There are about five Buddha statues that were discovered from modern day Kerala. These include:
 Karumadikkuttan, a half-broken Buddha statue found close to the Sri Krishna Temple at Karumady near Ambalapuzha. It was visited by Dalai Lama in 1965 and a pagoda was built to house the statue. It is made from black rock and seated on a pedestal facing west direction. This statue has a height of 3.5 feet and the head also possess markings that resemble a headgear. Local accounts attribute the inflicted damages to either of two different (although unproven) possible causes:
 a charging elephant enraged by the villagers and 
 the forces of a Mughal king who ordered the Buddhist statues to be destroyed across India
 Buddha statue near Sree Krishna Swamy Temple, Buddha Junction, Mavelikkara. It was accidentally excavated during the early 20th century, from a paddy field near the Kandiyoor temple. This statue is four feet high and is perhaps the biggest one found till date in Kerala. The head has engravings that resemble the helmet typically found on Greek warrior statues, whereas the body has markings from a sacred thread and the shoulder is partially draped with a shawl.

 Buddha statue at Bharanikkavu, found near the Bharanikkavu Devi temple located 8 km north-west of Mavelikkara. The statue is placed in a seated position and was elegantly carved. However, similar to the other statues discovered, the hair is not prominently engraved.
 Buddha statue at Pallikkal, about 11 km from Adoor was found headless.
 Buddha statue at Karunagapally, found in a temple tank, this statue is probably the best found till date. Unaware local people used this even to clean their clothes (like an ordinary stone) until 1980, when the Kerala State department of Archaeology acquired it. This statue is currently preserved at Krishnapuram Palace Museum, Kayamkulam.

List of temples discovered 

 Sri Mulavasam, a Buddhist temple and place of pilgrimage in Kerala (either around the Thrikkunnapuzha-Ambalapuzha region or in North Malabar).
 Neelamperoor Palli Bhagavathi Temple, near Kottayam
 Kiliroor Kunnummel Bhagavathy Temple a unique temple at Kiliroor near Kottayam, dedicated to Goddess Karthyayani (Bhagavathy) but containing an actual sculpture of Buddha, within a shrine devoted to Krishna. The Krishna idol resembles a Yogic Avalokitesvara in Padmasana.
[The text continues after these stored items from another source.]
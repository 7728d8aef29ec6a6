//! Database repository for videos.

use crate::db::{
    errors::{DbError, Result},
    handlers::repository::Repository,
    models::videos::{Video, VideoCreateDBRequest, VideoUpdateDBRequest},
};
use crate::types::new_id;
use sqlx::PgConnection;
use tracing::instrument;

pub struct Videos<'c> {
    db: &'c mut PgConnection,
}

impl<'c> Videos<'c> {
    pub fn new(db: &'c mut PgConnection) -> Self {
        Self { db }
    }
}

#[async_trait::async_trait]
impl<'c> Repository for Videos<'c> {
    type CreateRequest = VideoCreateDBRequest;
    type UpdateRequest = VideoUpdateDBRequest;
    type Response = Video;
    type Id = str;

    #[instrument(skip(self, request), fields(key = %request.key), err)]
    async fn create(&mut self, request: &Self::CreateRequest) -> Result<Self::Response> {
        let video = sqlx::query_as::<_, Video>(
            r#"
            INSERT INTO videos (id, key, file_format, size_mb)
            VALUES ($1, $2, $3, $4)
            RETURNING *
            "#,
        )
        .bind(new_id())
        .bind(&request.key)
        .bind(&request.file_format)
        .bind(request.size_mb)
        .fetch_one(&mut *self.db)
        .await?;

        Ok(video)
    }

    #[instrument(skip(self), fields(video_id = %id), err)]
    async fn get_by_id(&mut self, id: &Self::Id) -> Result<Self::Response> {
        sqlx::query_as::<_, Video>("SELECT * FROM videos WHERE id = $1 AND deleted_at IS NULL")
            .bind(id)
            .fetch_optional(&mut *self.db)
            .await?
            .ok_or(DbError::NotFound)
    }

    #[instrument(skip(self, request), fields(video_id = %id), err)]
    async fn update(&mut self, id: &Self::Id, request: &Self::UpdateRequest) -> Result<Self::Response> {
        sqlx::query_as::<_, Video>(
            r#"
            UPDATE videos SET
                key = $2,
                file_format = $3,
                size_mb = $4,
                updated_at = NOW()
            WHERE id = $1 AND deleted_at IS NULL
            RETURNING *
            "#,
        )
        .bind(id)
        .bind(&request.key)
        .bind(&request.file_format)
        .bind(request.size_mb)
        .fetch_optional(&mut *self.db)
        .await?
        .ok_or(DbError::NotUpdated)
    }

    #[instrument(skip(self), fields(video_id = %id), err)]
    async fn delete(&mut self, id: &Self::Id) -> Result<()> {
        let result = sqlx::query("UPDATE videos SET deleted_at = NOW() WHERE id = $1 AND deleted_at IS NULL")
            .bind(id)
            .execute(&mut *self.db)
            .await?;

        if result.rows_affected() < 1 {
            return Err(DbError::NotDeleted);
        }

        Ok(())
    }
}

#[cfg(test)]
mod tests {
    use super::*;
    use sqlx::PgPool;

    fn generate_video() -> VideoCreateDBRequest {
        VideoCreateDBRequest {
            key: new_id(),
            file_format: "mp4".to_string(),
            size_mb: 20.0,
        }
    }

    #[sqlx::test]
    #[test_log::test]
    async fn test_create_and_get_video(pool: PgPool) {
        let mut conn = pool.acquire().await.unwrap();
        let mut repo = Videos::new(&mut conn);

        let video = repo.create(&generate_video()).await.unwrap();
        assert_eq!(video.file_format, "mp4");
        assert_eq!(video.size_mb, 20.0);

        let fetched = repo.get_by_id(&video.id).await.unwrap();
        assert_eq!(fetched, video);
    }

    #[sqlx::test]
    #[test_log::test]
    async fn test_get_missing_video_is_not_found(pool: PgPool) {
        let mut conn = pool.acquire().await.unwrap();
        let mut repo = Videos::new(&mut conn);

        let err = repo.get_by_id(&new_id()).await.unwrap_err();
        assert!(matches!(err, DbError::NotFound));
    }

    #[sqlx::test]
    #[test_log::test]
    async fn test_update_video(pool: PgPool) {
        let mut conn = pool.acquire().await.unwrap();
        let mut repo = Videos::new(&mut conn);

        let video = repo.create(&generate_video()).await.unwrap();

        let update = VideoUpdateDBRequest {
            key: new_id(),
            file_format: "mkv".to_string(),
            size_mb: 45.0,
        };

        let updated = repo.update(&video.id, &update).await.unwrap();
        assert_eq!(updated.file_format, "mkv");
        assert_eq!(updated.size_mb, 45.0);
        assert_eq!(updated.key, update.key);

        let err = repo.update(&new_id(), &update).await.unwrap_err();
        assert!(matches!(err, DbError::NotUpdated));
    }

    #[sqlx::test]
    #[test_log::test]
    async fn test_delete_video(pool: PgPool) {
        let mut conn = pool.acquire().await.unwrap();
        let mut repo = Videos::new(&mut conn);

        let video = repo.create(&generate_video()).await.unwrap();

        repo.delete(&video.id).await.unwrap();
        assert!(matches!(repo.get_by_id(&video.id).await.unwrap_err(), DbError::NotFound));

        let err = repo.delete(&video.id).await.unwrap_err();
        assert!(matches!(err, DbError::NotDeleted));
    }
}
//! HTTP request handlers for all API endpoints.
//!
//! Handlers validate and deserialize the request, resolve the caller via
//! [`crate::auth::CurrentUser`] where an identity is required, execute the
//! operation through the repositories in [`crate::db::handlers`], and
//! serialize the response. They return [`crate::errors::Error`], which maps
//! to the appropriate HTTP status code.
//!
//! - [`users`]: Registration (including the retroactive reel ownership
//!   claim) and current-user profile operations
//! - [`videos`]: Video metadata registration and lookup
//! - [`reels`]: Reel CRUD, email confirmation, recipient management, and
//!   the cursor-paginated listing

pub mod reels;
pub mod users;
pub mod videos;

#[cfg(test)]
mod tests;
The Krishna shrine is in Gaja Prishta architectural style (that resembles the bottom of a standing elephant), a style that is commonly found in ancient Buddhist temples. This shrine faces the east and the northern door is designated for Sri Buddha but remains closed. According to the Aithihyamala by Kottarathil Sankunni, the temple is dated 942 CE (117 Malayalam Era).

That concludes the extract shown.